I’m more of the “let’s go for a walk” type than a real-life mountain climber, but I can imagine (especially with a bit of help from Google) a few different settings that could affect your ease of climbing:
- The type of climb: ice climbing, rock climbing or trail climbing. [The latter is hiking.]
- The weather conditions. [Is visibility low? Is it too hot for you? Too cold?]
- Are you accustomed to it? [If you’re a trail climber than ice climbing might not come easy.]
- Do you have the preferred equipment? [Ex: Harness, comfortable shoes, appropriate attire, climbing spikes.]
Of course, we can take those factors away from mountain climbing and apply them to life in general too:
- What kind of journey do you prefer? What type of pacing and obstacles? [If you’re the fast-and-furious type, it can be hard to adapt and understand what’s it like to be slow-and-steady.]
- Weather? [If your mountain is mainly sunshine and rainbows, regular hailstorms will throw you off.]
- Are you use to it? [Of course, just because you’re used to something doesn’t mean you handle it well. But, having little experience with something can really prevent you from purposefully learning and improving, even if it’s just being able to walk in someone else’s shoes.]

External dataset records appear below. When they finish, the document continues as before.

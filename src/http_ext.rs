//! Request path resolution and HttpRequest per-request cached helpers
//!
//! A request path is percent-decoded, joined under `fs.root_path` and folded lexically (`.` and
//! `..`), without touching the disk. Nothing stops a folded path from leaving the root unless
//! `fs.confine_to_root` is set: the server trusts its local test harness by default.
use actix_web::{ HttpMessage, HttpRequest };
use percent_encoding::percent_decode_str;
use std::borrow::Cow;
use std::path::{ Component, Path, PathBuf };

use crate::cofg::config::Cofg;
use crate::error::{ AppError, AppResult };

// Newtype keys for extensions cache
#[derive(Debug)]
struct DecodedPath(String);
#[derive(Debug)]
struct ResolvedPath(PathBuf);

/// `\` → `/` and `//` → `/`.
pub(crate) fn to_forward_slashes(s: &str) -> String {
  let s = s.replace('\\', "/");
  let mut out = String::with_capacity(s.len());
  for ch in s.chars() {
    if ch == '/' && out.ends_with('/') {
      continue;
    }
    out.push(ch);
  }
  out
}

/// Fold `.` and `..` components without resolving links.
pub(crate) fn fold_path(path: &Path) -> PathBuf {
  let mut out = PathBuf::new();
  for component in path.components() {
    match component {
      Component::CurDir => {}
      Component::ParentDir => {
        if matches!(out.components().next_back(), Some(Component::Normal(_))) {
          out.pop();
        } else if !out.has_root() {
          out.push("..");
        }
      }
      other => out.push(other.as_os_str()),
    }
  }
  out
}

/// Percent-decode a URL path; undecodable input is kept as-is.
pub(crate) fn decode_url_path(raw: &str) -> String {
  percent_decode_str(raw)
    .decode_utf8()
    .unwrap_or(Cow::Borrowed(raw))
    .to_string()
}

/// Absolute disk path for `url_path` under `root`.
pub(crate) fn resolve_request_path(
  root: &Path,
  url_path: &str,
  confine: bool,
) -> AppResult<PathBuf> {
  let decoded = decode_url_path(url_path);
  let rel = decoded.trim_start_matches(['/', '\\']);
  let resolved = fold_path(&root.join(rel));
  if confine && !resolved.starts_with(root) {
    return Err(AppError::Traversal(resolved.display().to_string()));
  }
  Ok(resolved)
}

/// Cached helpers for HttpRequest
pub(crate) trait HttpRequestCachedExt {
  /// Percent-decoded request path
  fn cached_decoded_path(&self) -> String;

  /// Absolute path on disk under `fs.root_path` for this request
  fn cached_resolved_path(&self, c: &Cofg) -> AppResult<PathBuf>;
}

impl HttpRequestCachedExt for HttpRequest {
  fn cached_decoded_path(&self) -> String {
    if let Some(v) = self.extensions().get::<DecodedPath>() {
      return v.0.clone();
    }
    let p = decode_url_path(self.path());
    self.extensions_mut().insert(DecodedPath(p.clone()));
    p
  }

  fn cached_resolved_path(&self, c: &Cofg) -> AppResult<PathBuf> {
    if let Some(v) = self.extensions().get::<ResolvedPath>() {
      return Ok(v.0.clone());
    }
    let path = resolve_request_path(&c.root(), self.path(), c.fs.confine_to_root)?;
    self.extensions_mut().insert(ResolvedPath(path.clone()));
    Ok(path)
  }
}
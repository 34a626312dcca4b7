//! Operation dispatch
//!
//! Performs the filesystem action for a classified `Intent` and produces the `Reply`. Each
//! request is an independent `Intent × filesystem → filesystem' × Reply` step; nothing is
//! remembered between requests.
//!
//! Failure semantics
//! - `ReadFile` errors become `500` with the error text as body (the harness shows it).
//! - Write/append/mkdir/rmdir/unlink failures carry a typed status (404, 409, 500, ...).
//! - Deleting something that is already gone is a success.
//!
//! 中文：依分類結果執行對應的檔案操作；讀檔失敗回 500 與錯誤訊息，寫入類操作回傳具型別錯誤。

use std::path::Path;

use actix_web::{
  HttpRequest,
  http::Method,
  web::{ self, Bytes, BytesMut },
};
use futures_util::StreamExt;
use log::{ debug, error, warn };

use crate::{
  cofg::config::Cofg,
  error::{ AppError, AppResult },
  fs_ops,
  http_ext::{ resolve_request_path, to_forward_slashes },
  intent::Intent,
  reply::Reply,
};

/// Collect a POST body, failing once more than `limit` bytes have arrived.
pub(crate) async fn read_post_body(
  req: &HttpRequest,
  mut payload: web::Payload,
  limit: usize,
) -> AppResult<Bytes> {
  if req.method() != Method::POST {
    return Err(AppError::MethodNotAllowed(req.method().to_string()));
  }
  let mut body = BytesMut::new();
  while let Some(chunk) = payload.next().await {
    let chunk = chunk?;
    if body.len() + chunk.len() > limit {
      error!("POST body over {limit} bytes, destroying connection");
      return Err(AppError::PayloadTooLarge { limit });
    }
    body.extend_from_slice(&chunk);
  }
  Ok(body.freeze())
}

/// Cut `path` so it starts at the first segment below `root` equal to `marker`, with `/`
/// separators.
///
/// Segments of `root` itself never match. Without such a segment the whole path is returned.
pub(crate) fn marker_relative(path: &Path, root: &Path, marker: &str) -> String {
  let full = to_forward_slashes(&path.display().to_string());
  let searched = match path.strip_prefix(root) {
    Ok(rel) => to_forward_slashes(&rel.display().to_string()),
    Err(_) => full.clone(),
  };
  let segments: Vec<&str> = searched.split('/').collect();
  match segments.iter().position(|s| *s == marker) {
    Some(i) => segments[i..].join("/"),
    None => {
      warn!("'{marker}' not found in {full}");
      full
    }
  }
}

fn read_file(path: &Path) -> Reply {
  let content_type = fs_ops::content_type_for(path);
  match std::fs::read(path) {
    Ok(bytes) => Reply::success(bytes).with_content_type(content_type),
    Err(e) => {
      warn!("{}: {e}", path.display());
      Reply::fail(e.to_string()).with_content_type(content_type)
    }
  }
}

fn list_dir(path: &Path, c: &Cofg) -> Reply {
  Reply::success(fs_ops::list_files(path, &c.root()).join(","))
}

fn resolve_path(req: &HttpRequest, c: &Cofg) -> AppResult<Reply> {
  // the part of the raw URL in front of `?resolve`; `/a?x&resolve` falls back to the path
  let raw = req
    .uri()
    .path_and_query()
    .map(|pq| pq.as_str())
    .unwrap_or_else(|| req.path());
  let target = raw.rfind("?resolve").map_or(req.path(), |i| &raw[..i]);
  let root = c.root();
  let resolved = resolve_request_path(&root, target, c.fs.confine_to_root)?;
  Ok(Reply::success(marker_relative(&resolved, &root, &c.fs.resolve_marker)))
}

/// Run `intent` against `path`.
pub(crate) async fn dispatch(
  intent: Intent,
  path: &Path,
  req: &HttpRequest,
  payload: web::Payload,
  c: &Cofg,
) -> Reply {
  debug!("{intent:?} {}", path.display());
  let limit = c.server.max_body_size;
  let result = match intent {
    Intent::ListDir => Ok(list_dir(path, c)),
    Intent::ReadFile => Ok(read_file(path)),
    Intent::ResolvePath => resolve_path(req, c),
    Intent::WriteFile => read_post_body(req, payload, limit)
      .await
      .and_then(|body| fs_ops::write_file(path, &body))
      .map(|()| Reply::done()),
    Intent::AppendFile => read_post_body(req, payload, limit)
      .await
      .and_then(|body| fs_ops::append_file(path, &body))
      .map(|()| Reply::done()),
    Intent::WriteDir => fs_ops::create_dir(path).map(|()| Reply::done()),
    Intent::DeleteDir => {
      fs_ops::delete_dir(path, c.fs.recursive_delete).map(|()| Reply::done())
    }
    Intent::DeleteFile => fs_ops::delete_file(path).map(|()| Reply::done()),
    Intent::Unknown => Ok(Reply::unknown()),
  };
  result.unwrap_or_else(Reply::from_error)
}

- Do you have the desired tools? [Some people’s way of life calls for being more diplomatic. Or frank. You might need to be a really good judge of character. Or willing to pay for high fashion. Or you may need to be quite self-motivated or follow directions well.]
Do you understand what I mean by those examples? The climb can look starkly different depending on whose mountain it is. And because we’re so used to our mountains, we often judge others by the same standards we use for ourselves. But is that a fair approach? Probably not.
Acknowledging the mountains and the bigger group
Earlier I said:
society isn’t you. You’re just a part of its narrative.
And that’s true. But, to be honest, unless you completely isolate yourself from the rest of society, it’s unlikely that you won’t compare yourself to others or be influenced by them.
“That looks cool, I want to experience that.”
“But that’s so extra. Why can’t more people be like me?”
“I can’t do that. Why do they get to?”
Now, I’m not going to claim that we need to stop comparing ourselves to others. Because honestly, I don’t think that’s inherently a bad thing. [Personally, I’ve learned a ton about the world and myself by observing others and their own PoVs and comparing theirs against mine. Comparing gives me an idea of what’s possible or things that I might want to try and explore some.]
However, I do think that people need to stop beating their selves up because of it. And people should stop tearing others apart because their mountain is different. There’s probably always going to be someone whose mountain you struggle to understand.
To put it simply, people are varied and so are our lives. We may think that our mountains will be forever changed for the better if we buy X or do Y, but the truth is you never know for sure.
Sometimes comparisons drive you to be more productive and you earn success as a result. But, sometimes what you really needed is a break.
You might scold others for sharing their “private business” on social media, but ignore that you’ve done the same and will do so in the future. Or maybe you applaud people for sharing themselves so openly, but refrain and put yourself down for not joining in.
Whatever comparisons you make, try and remember that your mountain is different and there’s a limit to how much your life can emulate someone else’s. Regardless of what you do, you’ll always be you in the end. It’s impossible to change that. So, rather than let a desire for change consume and wreck your journey on your mountain, try and pause and rethink things.
Comparisons can be helpful, effective, and good. But, it’s also too easy for them to eat away at you. Try not to let that happen.